Dutch instruction dataset creation

In this repository scripts are provided to build your own instruction dataset through OpenAI services. We specifically make use of Azure services.

Usage

If you use the Azure services in the following scripts, you will need to specify a credentials file. This file should have the following structure, where each key is a "profile", like "gpt-4". In the examples below, this has been saved to a file called .credentials.json.

{
    "gpt-4": {
        "endpoint": "https://abc.openai.azure.com/",
        "api_key": "[secret-key]",
        "api_version": "2023-07-01-preview",
        "deployment_name": "deployment-name1"
    },
    "gpt-35-turbo": {
        "endpoint": "https://def.openai.azure.com/",
        "api_key": "[secret-key]",
        "api_version": "2023-07-01-preview",
        "deployment_name": "deployment-name2"
    }
}

For all commands a --help option is available with more explanations about all the arguments.

`interactive-query`

Launch an interactive query session. This will allow you to query the OpenAI API and "talk" to the model. This implementation is not very smart, and will not do any smart length filtering when you exceed the context window. So do not use it for extended conversations.
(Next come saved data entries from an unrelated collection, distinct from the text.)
//! Vital-sign acquisition pipeline.
//!
//! Each control-loop iteration produces the best available heart-rate and
//! SpO2 estimate, or zeros when nothing valid exists. Heart rate comes from
//! two sources: direct beat-to-beat timing (reacts within one beat) and the
//! windowed SpO2 routine's secondary estimate (more robust at rest, updates
//! on the window cadence and only stands in while the beat ring is thin).
//! Contact gating rules everything: no skin contact, no vitals, and stale
//! data never survives a contact gap.

pub mod spo2;

use std::collections::VecDeque;
use tracing::{debug, trace, warn};

use crate::hal::{Clock, PulseSample, PulseSensor};

/// Deployment parameters of the acquisition pipeline
#[derive(Debug, Clone)]
pub struct VitalsConfig {
    /// Raw infrared intensity above which the sensor is in contact
    pub contact_ir_threshold: u32,
    /// Capacity of the accepted-rate ring
    pub beat_history_len: usize,
    /// Valid entries required before the direct mean stands on its own
    pub min_valid_beats: usize,
    /// Plausible instantaneous rate band in BPM; outside is sensor noise
    pub min_rate_bpm: f64,
    pub max_rate_bpm: f64,
    /// Accepted SpO2 band in percent
    pub min_spo2: f64,
    pub max_spo2: f64,
    /// Gap between SpO2 window starts
    pub spo2_interval_ms: u64,
    /// Paired-sample spacing while a window is filling
    pub spo2_sample_interval_ms: u64,
    /// Paired samples per SpO2 window
    pub spo2_window_len: usize,
}

impl Default for VitalsConfig {
    fn default() -> Self {
        Self {
            contact_ir_threshold: 50_000,
            beat_history_len: 8,
            min_valid_beats: 4,
            min_rate_bpm: 40.0,
            max_rate_bpm: 180.0,
            min_spo2: 70.0,
            max_spo2: 100.0,
            spo2_interval_ms: 5_000,
            spo2_sample_interval_ms: 10,
            spo2_window_len: 400,
        }
    }
}

/// Best-available vitals for one loop iteration
#[derive(Debug, Clone, Copy, PartialEq, Default)]
pub struct VitalSigns {
    /// BPM, 0.0 when unavailable
    pub heart_rate: f64,
    /// Percent, 0.0 when unavailable
    pub spo2: f64,
}

/// Fixed-capacity ring of accepted beat-to-beat rates.
/// Oldest entry is overwritten once full.
#[derive(Debug)]
struct BeatHistory {
    rates: VecDeque<f64>,
    capacity: usize,
}

impl BeatHistory {
    fn new(capacity: usize) -> Self {
        Self {
            rates: VecDeque::with_capacity(capacity),
            capacity,
        }
    }

    fn push(&mut self, rate: f64) {
        if self.rates.len() == self.capacity {
            self.rates.pop_front();
        }
        self.rates.push_back(rate);
    }

    fn valid_count(&self) -> usize {
        self.rates.len()
    }

    fn mean(&self) -> f64 {
        if self.rates.is_empty() {
            return 0.0;
        }
        self.rates.iter().sum::<f64>() / self.rates.len() as f64
    }

    fn clear(&mut self) {
        self.rates.clear();
    }
}

/// Two parallel red/infrared buffers with a shared fill cursor.
/// Filled incrementally across loop iterations, consumed atomically once
/// full, then reset.
#[derive(Debug)]
struct Spo2Window {
    red: Vec<u32>,
    ir: Vec<u32>,
    len: usize,
}

impl Spo2Window {
    fn new(len: usize) -> Self {
        Self {
            red: Vec::with_capacity(len),
            ir: Vec::with_capacity(len),
            len,
        }
    }

    fn push(&mut self, sample: PulseSample) {
        if self.red.len() < self.len {
            self.red.push(sample.red);
            self.ir.push(sample.ir);
        }
    }

    fn is_full(&self) -> bool {
        self.red.len() == self.len
    }

    fn fill(&self) -> usize {
        self.red.len()
    }

    fn reset(&mut self) {
        self.red.clear();
        self.ir.clear();
    }
}

/// The acquisition pipeline. Owns `BeatHistory` and `Spo2Window`
/// exclusively; nothing else touches them.
#[derive(Debug)]
pub struct VitalsPipeline {
    config: VitalsConfig,
    beats: BeatHistory,
    window: Spo2Window,
    contact: bool,
    last_beat_ms: Option<u64>,
    window_active: bool,
    window_started_ms: u64,
    last_sample_ms: u64,
    cached_spo2: f64,
    fallback_rate: Option<f64>,
}

impl VitalsPipeline {
    pub fn new(config: VitalsConfig) -> Self {
        let beats = BeatHistory::new(config.beat_history_len);
        let window = Spo2Window::new(config.spo2_window_len);
        Self {
            config,
            beats,
            window,
            contact: false,
            last_beat_ms: None,
            window_active: false,
            window_started_ms: 0,
            last_sample_ms: 0,
            cached_spo2: 0.0,
            fallback_rate: None,
        }
    }

    /// One pipeline pass. Never blocks: the SpO2 window takes at most one
    /// paired sample per call.
    pub fn step(&mut self, clock: &impl Clock, sensor: &mut impl PulseSensor) -> VitalSigns {
        let now = clock.now_ms();

        // 1. Contact gating: everything downstream requires skin contact
        let ir = match sensor.ir_level() {
            Ok(v) => v,
            Err(e) => {
                warn!("Pulse sensor read failed: {}", e);
                self.drop_contact();
                return VitalSigns::default();
            }
        };
        if ir < self.config.contact_ir_threshold {
            if self.contact {
                debug!("Sensor contact lost, clearing beat history");
            }
            self.drop_contact();
            return VitalSigns::default();
        }
        if !self.contact {
            debug!("Sensor contact established");
            self.contact = true;
        }

        // 2. Beat detection -> instantaneous rate
        match sensor.check_beat() {
            Ok(true) => {
                if let Some(last) = self.last_beat_ms {
                    let delta = now.saturating_sub(last);
                    if delta > 0 {
                        let rate = 60_000.0 / delta as f64;
                        if rate >= self.config.min_rate_bpm && rate <= self.config.max_rate_bpm {
                            self.beats.push(rate);
                            trace!("Beat accepted: {:.0} BPM", rate);
                        } else {
                            trace!("Beat rejected as noise: {:.0} BPM", rate);
                        }
                    }
                }
                self.last_beat_ms = Some(now);
            }
            Ok(false) => {}
            Err(e) => warn!("Beat check failed: {}", e),
        }

        // 3. SpO2 window cadence (incremental, non-blocking)
        if self.window_active {
            if now.saturating_sub(self.last_sample_ms) >= self.config.spo2_sample_interval_ms {
                match sensor.read_sample() {
                    Ok(sample) => {
                        self.window.push(sample);
                        self.last_sample_ms = now;
                        if self.window.is_full() {
                            self.finish_window();
                        }
                    }
                    Err(e) => {
                        warn!("SpO2 sample read failed, abandoning window: {}", e);
                        self.window.reset();
                        self.window_active = false;
                    }
                }
            }
        } else if now.saturating_sub(self.window_started_ms) >= self.config.spo2_interval_ms {
            self.window_active = true;
            self.window_started_ms = now;
        }

        VitalSigns {
            heart_rate: self.reported_rate(),
            spo2: self.cached_spo2,
        }
    }

    pub fn has_contact(&self) -> bool {
        self.contact
    }

    pub fn valid_beats(&self) -> usize {
        self.beats.valid_count()
    }

    /// Consume the full window through the estimation routine and apply the
    /// acceptance bands.
    fn finish_window(&mut self) {
        let fs = 1_000.0 / self.config.spo2_sample_interval_ms as f64;
        let est = spo2::estimate(&self.window.red, &self.window.ir, fs);

        if est.spo2_valid && est.spo2 >= self.config.min_spo2 && est.spo2 <= self.config.max_spo2 {
            self.cached_spo2 = est.spo2;
            debug!("SpO2 window complete: {:.1}%", est.spo2);
        } else {
            debug!(
                "SpO2 window rejected (value {:.1}, valid {})",
                est.spo2, est.spo2_valid
            );
        }

        if est.heart_rate_valid
            && est.heart_rate >= self.config.min_rate_bpm
            && est.heart_rate <= self.config.max_rate_bpm
        {
            self.fallback_rate = Some(est.heart_rate);
        }

        self.window.reset();
        self.window_active = false;
    }

    /// Direct mean when the ring is warm; the windowed secondary estimate
    /// while it is thin; whatever exists otherwise.
    fn reported_rate(&self) -> f64 {
        let n = self.beats.valid_count();
        if n >= self.config.min_valid_beats {
            return self.beats.mean();
        }
        if let Some(fallback) = self.fallback_rate {
            return fallback;
        }
        if n > 0 {
            self.beats.mean()
        } else {
            0.0
        }
    }

    fn drop_contact(&mut self) {
        self.contact = false;
        self.beats.clear();
        self.last_beat_ms = None;
        self.cached_spo2 = 0.0;
        self.fallback_rate = None;
        self.window.reset();
        self.window_active = false;
    }
}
It supports both Azure services and Hugging Face models.

Example usage Azure with the gpt-35-turbo profile:

interactive-query azure .credentials.json gpt-35-turbo

Example usage Hugging Face with the BramVanroy/Llama-2-13b-chat-dutch model (transformers must be installed, and for many options w.r.t. quantization you will also need accelerate and bitsandbytes):

interactive-query huggingface BramVanroy/Llama-2-13b-chat-dutch --load-in-8bit

`translate-hf`

Most of the time we want to start with translating system message and/or user messages, and then "answer" those later on in a next step. translate-hf is the entry point to translate specific columns and splits of any dataset on the Hugging Face hub. It will save the translated dataset to a temporary location, and then upload it to the hub.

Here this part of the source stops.